# WHAT THE TASK ASKS:
Copy every line of the data exactly, leaving nothing out.

# EXERCISE DATA:
//! Color parsing and mixing
//!
//! Channels are mixed in linear light: squared, interpolated, then square
//! rooted, which avoids the dark band a straight sRGB blend shows between
//! saturated colors. Alpha is mixed linearly.

use regex::Regex;
use std::sync::OnceLock;

/// A color in sRGB channels (0-255) with alpha (0-1)
#[derive(Clone, Copy, Debug, PartialEq)]
pub struct Rgba {
    pub red: f64,
    pub green: f64,
    pub blue: f64,
    pub alpha: f64,
}

static FUNCTIONAL_COLOR: OnceLock<Regex> = OnceLock::new();

fn functional_color() -> &'static Regex {
    FUNCTIONAL_COLOR.get_or_init(|| {
        Regex::new(r"(?i)^\s*(rgba?|hsla?)\(\s*([^,\s/]+)[,\s]+([^,\s/]+)[,\s]+([^,\s/)]+)\s*(?:[,/]\s*([^\s)]+)\s*)?\)\s*$")
            .expect("Invalid color regex")
    })
}

impl Rgba {
    pub const TRANSPARENT: Rgba = Rgba {
        red: 0.0,
        green: 0.0,
        blue: 0.0,
        alpha: 0.0,
    };

    pub fn new(red: f64, green: f64, blue: f64, alpha: f64) -> Self {
        Self {
            red,
            green,
            blue,
            alpha,
        }
    }

    /// Parse `#rgb`, `#rgba`, `#rrggbb`, `#rrggbbaa`, `rgb()`, `rgba()`,
    /// `hsl()` or `hsla()`
    pub fn parse(text: &str) -> Option<Self> {
        let text = text.trim();
        if let Some(hex) = text.strip_prefix('#') {
            return parse_hex(hex);
        }

        let captures = functional_color().captures(text)?;
        let kind = captures.get(1)?.as_str().to_ascii_lowercase();
        let first = parse_channel(captures.get(2)?.as_str())?;
        let second = parse_channel(captures.get(3)?.as_str())?;
        let third = parse_channel(captures.get(4)?.as_str())?;
        let alpha = match captures.get(5) {
            Some(alpha) => parse_alpha(alpha.as_str())?,
            None => 1.0,
        };

        if kind.starts_with("hsl") {
            Some(hsla_to_rgba(first, second, third, alpha))
        } else {
            Some(Rgba::new(
                first.clamp(0.0, 255.0),
                second.clamp(0.0, 255.0),
                third.clamp(0.0, 255.0),
                alpha,
            ))
        }
    }

    /// Serialize as `rgba(r, g, b, a)` with whole-number channels
    pub fn to_css(&self) -> String {
        format!(
            "rgba({}, {}, {}, {})",
            self.red.clamp(0.0, 255.0).round(),
            self.green.clamp(0.0, 255.0).round(),
            self.blue.clamp(0.0, 255.0).round(),
            super::sanitize(self.alpha.clamp(0.0, 1.0))
        )
    }
}

/// Whether `text` is a single color
pub fn is_color(text: &str) -> bool {
    Rgba::parse(text).is_some()
}

fn parse_hex(hex: &str) -> Option<Rgba> {
    if !hex.chars().all(|c| c.is_ascii_hexdigit()) {
        return None;
    }

    let expand = |c: &str| u8::from_str_radix(&c.repeat(2), 16).ok();
    let pair = |c: &str| u8::from_str_radix(c, 16).ok();

    let (r, g, b, a) = match hex.len() {
        3 => (expand(&hex[0..1])?, expand(&hex[1..2])?, expand(&hex[2..3])?, 255),
        4 => (
            expand(&hex[0..1])?,
            expand(&hex[1..2])?,
            expand(&hex[2..3])?,
            expand(&hex[3..4])?,
        ),
        6 => (pair(&hex[0..2])?, pair(&hex[2..4])?, pair(&hex[4..6])?, 255),
        8 => (
            pair(&hex[0..2])?,
            pair(&hex[2..4])?,
            pair(&hex[4..6])?,
            pair(&hex[6..8])?,
        ),
        _ => return None,
    };

    Some(Rgba::new(r as f64, g as f64, b as f64, a as f64 / 255.0))
}

fn parse_channel(text: &str) -> Option<f64> {
    text.trim_end_matches('%').parse::<f64>().ok()
}

fn parse_alpha(text: &str) -> Option<f64> {
    let alpha = match text.strip_suffix('%') {
        Some(percent) => percent.parse::<f64>().ok()? / 100.0,
        None => text.parse::<f64>().ok()?,
    };
    Some(alpha.clamp(0.0, 1.0))
}

fn hue_to_rgb(p: f64, q: f64, mut t: f64) -> f64 {
    if t < 0.0 {
        t += 1.0;
    }
    if t > 1.0 {
        t -= 1.0;
    }
    if t < 1.0 / 6.0 {
        return p + (q - p) * 6.0 * t;
    }
    if t < 0.5 {
        return q;
    }
    if t < 2.0 / 3.0 {
        return p + (q - p) * (2.0 / 3.0 - t) * 6.0;
    }
    p
}

/// Convert hue (degrees), saturation and lightness (percent) to RGBA
pub fn hsla_to_rgba(hue: f64, saturation: f64, lightness: f64, alpha: f64) -> Rgba {
    let hue = hue / 360.0;
    let saturation = saturation / 100.0;
    let lightness = lightness / 100.0;

    let (r, g, b) = if saturation == 0.0 {
        (lightness, lightness, lightness)
    } else {
        let q = if lightness < 0.5 {
            lightness * (1.0 + saturation)
        } else {
            lightness + saturation - lightness * saturation
        };
        let p = 2.0 * lightness - q;
        (
            hue_to_rgb(p, q, hue + 1.0 / 3.0),
            hue_to_rgb(p, q, hue),
            hue_to_rgb(p, q, hue - 1.0 / 3.0),
        )
    };

    Rgba::new(
        (r * 255.0).round(),
        (g * 255.0).round(),
        (b * 255.0).round(),
        alpha,
    )
}

fn mix_linear_channel(from: f64, to: f64, p: f64) -> f64 {
    let from_sq = from * from;
    let value = p * (to * to - from_sq) + from_sq;
    value.max(0.0).sqrt()
}

/// Blend two colors at progress `p`
pub fn mix_rgba(from: &Rgba, to: &Rgba, p: f64) -> Rgba {
    Rgba {
        red: mix_linear_channel(from.red, to.red, p),
        green: mix_linear_channel(from.green, to.green, p),
        blue: mix_linear_channel(from.blue, to.blue, p),
        alpha: super::mix_number(from.alpha, to.alpha, p),
    }
}

#[cfg(test)]
mod tests {
    use super::*;

    #[test]
    fn test_parse_hex_forms() {
        assert_eq!(Rgba::parse("#f00"), Some(Rgba::new(255.0, 0.0, 0.0, 1.0)));
        assert_eq!(Rgba::parse("#00ff0080").map(|c| c.green), Some(255.0));
        assert!((Rgba::parse("#00ff0080").unwrap().alpha - 128.0 / 255.0).abs() < 1e-9);
        assert_eq!(Rgba::parse("#12345"), None);
        assert_eq!(Rgba::parse("#ggg"), None);
    }

    #[test]
    fn test_parse_functional_forms() {
        assert_eq!(
            Rgba::parse("rgba(10, 20, 30, 0.5)"),
            Some(Rgba::new(10.0, 20.0, 30.0, 0.5))
        );
        assert_eq!(
            Rgba::parse("rgb(10 20 30 / 50%)"),
            Some(Rgba::new(10.0, 20.0, 30.0, 0.5))
        );
        assert_eq!(
            Rgba::parse("hsl(120, 100%, 50%)"),
            Some(Rgba::new(0.0, 255.0, 0.0, 1.0))
        );
        assert_eq!(Rgba::parse("translateX(10px)"), None);
    }

    #[test]
    fn test_linear_light_midpoint() {
        let red = Rgba::new(255.0, 0.0, 0.0, 1.0);
        let blue = Rgba::new(0.0, 0.0, 255.0, 0.0);
        let mid = mix_rgba(&red, &blue, 0.5);

        // sqrt(255² / 2) rather than 127.5
        assert!((mid.red - 180.312).abs() < 0.01);
        assert_eq!(mid.alpha, 0.5);
        assert_eq!(mid.to_css(), "rgba(180, 0, 180, 0.5)");
    }
}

# RESULT:
//! Color parsing and mixing
//!
//! Channels are mixed in linear light: squared, interpolated, then square
//! rooted, which avoids the dark band a straight sRGB blend shows between
//! saturated colors. Alpha is mixed linearly.

use regex::Regex;
use std::sync::OnceLock;

/// A color in sRGB channels (0-255) with alpha (0-1)
#[derive(Clone, Copy, Debug, PartialEq)]
pub struct Rgba {
    pub red: f64,
    pub green: f64,
    pub blue: f64,
    pub alpha: f64,
}

static FUNCTIONAL_COLOR: OnceLock<Regex> = OnceLock::new();

fn functional_color() -> &'static Regex {
    FUNCTIONAL_COLOR.get_or_init(|| {
        Regex::new(r"(?i)^\s*(rgba?|hsla?)\(\s*([^,\s/]+)[,\s]+([^,\s/]+)[,\s]+([^,\s/)]+)\s*(?:[,/]\s*([^\s)]+)\s*)?\)\s*$")
            .expect("Invalid color regex")
    })
}

impl Rgba {
    pub const TRANSPARENT: Rgba = Rgba {
        red: 0.0,
        green: 0.0,
        blue: 0.0,
        alpha: 0.0,
    };

    pub fn new(red: f64, green: f64, blue: f64, alpha: f64) -> Self {
        Self {
            red,
            green,
            blue,
            alpha,
        }
    }

    /// Parse `#rgb`, `#rgba`, `#rrggbb`, `#rrggbbaa`, `rgb()`, `rgba()`,
    /// `hsl()` or `hsla()`
    pub fn parse(text: &str) -> Option<Self> {
        let text = text.trim();
        if let Some(hex) = text.strip_prefix('#') {
            return parse_hex(hex);
        }

        let captures = functional_color().captures(text)?;
        let kind = captures.get(1)?.as_str().to_ascii_lowercase();
        let first = parse_channel(captures.get(2)?.as_str())?;
        let second = parse_channel(captures.get(3)?.as_str())?;
        let third = parse_channel(captures.get(4)?.as_str())?;
        let alpha = match captures.get(5) {
            Some(alpha) => parse_alpha(alpha.as_str())?,
            None => 1.0,
        };

        if kind.starts_with("hsl") {
            Some(hsla_to_rgba(first, second, third, alpha))
        } else {
            Some(Rgba::new(
                first.clamp(0.0, 255.0),
                second.clamp(0.0, 255.0),
                third.clamp(0.0, 255.0),
                alpha,
            ))
        }
    }

    /// Serialize as `rgba(r, g, b, a)` with whole-number channels
    pub fn to_css(&self) -> String {
        format!(
            "rgba({}, {}, {}, {})",
            self.red.clamp(0.0, 255.0).round(),
            self.green.clamp(0.0, 255.0).round(),
            self.blue.clamp(0.0, 255.0).round(),
            super::sanitize(self.alpha.clamp(0.0, 1.0))
        )
    }
}

/// Whether `text` is a single color
pub fn is_color(text: &str) -> bool {
    Rgba::parse(text).is_some()
}

fn parse_hex(hex: &str) -> Option<Rgba> {
    if !hex.chars().all(|c| c.is_ascii_hexdigit()) {
        return None;
    }

    let expand = |c: &str| u8::from_str_radix(&c.repeat(2), 16).ok();
    let pair = |c: &str| u8::from_str_radix(c, 16).ok();

    let (r, g, b, a) = match hex.len() {
        3 => (expand(&hex[0..1])?, expand(&hex[1..2])?, expand(&hex[2..3])?, 255),
        4 => (
            expand(&hex[0..1])?,
            expand(&hex[1..2])?,
            expand(&hex[2..3])?,
            expand(&hex[3..4])?,
        ),
        6 => (pair(&hex[0..2])?, pair(&hex[2..4])?, pair(&hex[4..6])?, 255),
        8 => (
            pair(&hex[0..2])?,
            pair(&hex[2..4])?,
            pair(&hex[4..6])?,
            pair(&hex[6..8])?,
        ),
        _ => return None,
    };

    Some(Rgba::new(r as f64, g as f64, b as f64, a as f64 / 255.0))
}

fn parse_channel(text: &str) -> Option<f64> {
    text.trim_end_matches('%').parse::<f64>().ok()
}

fn parse_alpha(text: &str) -> Option<f64> {
    let alpha = match text.strip_suffix('%') {
        Some(percent) => percent.parse::<f64>().ok()? / 100.0,
        None => text.parse::<f64>().ok()?,
    };
    Some(alpha.clamp(0.0, 1.0))
}

fn hue_to_rgb(p: f64, q: f64, mut t: f64) -> f64 {
    if t < 0.0 {
        t += 1.0;
    }
    if t > 1.0 {
        t -= 1.0;
    }
    if t < 1.0 / 6.0 {
        return p + (q - p) * 6.0 * t;
    }
    if t < 0.5 {
        return q;
    }
    if t < 2.0 / 3.0 {
        return p + (q - p) * (2.0 / 3.0 - t) * 6.0;
    }
    p
}

/// Convert hue (degrees), saturation and lightness (percent) to RGBA
pub fn hsla_to_rgba(hue: f64, saturation: f64, lightness: f64, alpha: f64) -> Rgba {
    let hue = hue / 360.0;
    let saturation = saturation / 100.0;
    let lightness = lightness / 100.0;

    let (r, g, b) = if saturation == 0.0 {
        (lightness, lightness, lightness)
    } else {
        let q = if lightness < 0.5 {
            lightness * (1.0 + saturation)
        } else {
            lightness + saturation - lightness * saturation
        };
        let p = 2.0 * lightness - q;
        (
            hue_to_rgb(p, q, hue + 1.0 / 3.0),
            hue_to_rgb(p, q, hue),
            hue_to_rgb(p, q, hue - 1.0 / 3.0),
        )
    };

    Rgba::new(
        (r * 255.0).round(),
        (g * 255.0).round(),
        (b * 255.0).round(),
        alpha,
    )
}

fn mix_linear_channel(from: f64, to: f64, p: f64) -> f64 {
    let from_sq = from * from;
    let value = p * (to * to - from_sq) + from_sq;
    value.max(0.0).sqrt()
}

/// Blend two colors at progress `p`
pub fn mix_rgba(from: &Rgba, to: &Rgba, p: f64) -> Rgba {
    Rgba {
        red: mix_linear_channel(from.red, to.red, p),
        green: mix_linear_channel(from.green, to.green, p),
        blue: mix_linear_channel(from.blue, to.blue, p),
        alpha: super::mix_number(from.alpha, to.alpha, p),
    }
}

#[cfg(test)]
mod tests {
    use super::*;

    #[test]
    fn test_parse_hex_forms() {
        assert_eq!(Rgba::parse("#f00"), Some(Rgba::new(255.0, 0.0, 0.0, 1.0)));
        assert_eq!(Rgba::parse("#00ff0080").map(|c| c.green), Some(255.0));
        assert!((Rgba::parse("#00ff0080").unwrap().alpha - 128.0 / 255.0).abs() < 1e-9);
        assert_eq!(Rgba::parse("#12345"), None);
        assert_eq!(Rgba::parse("#ggg"), None);
    }

    #[test]
    fn test_parse_functional_forms() {
        assert_eq!(
            Rgba::parse("rgba(10, 20, 30, 0.5)"),
            Some(Rgba::new(10.0, 20.0, 30.0, 0.5))
        );
        assert_eq!(
            Rgba::parse("rgb(10 20 30 / 50%)"),
            Some(Rgba::new(10.0, 20.0, 30.0, 0.5))
        );
        assert_eq!(
            Rgba::parse("hsl(120, 100%, 50%)"),
            Some(Rgba::new(0.0, 255.0, 0.0, 1.0))
        );
        assert_eq!(Rgba::parse("translateX(10px)"), None);
    }

    #[test]
    fn test_linear_light_midpoint() {
        let red = Rgba::new(255.0, 0.0, 0.0, 1.0);
        let blue = Rgba::new(0.0, 0.0, 255.0, 0.0);
        let mid = mix_rgba(&red, &blue, 0.5);

        // sqrt(255² / 2) rather than 127.5
        assert!((mid.red - 180.312).abs() < 0.01);
        assert_eq!(mid.alpha, 0.5);
        assert_eq!(mid.to_css(), "rgba(180, 0, 180, 0.5)");
    }
}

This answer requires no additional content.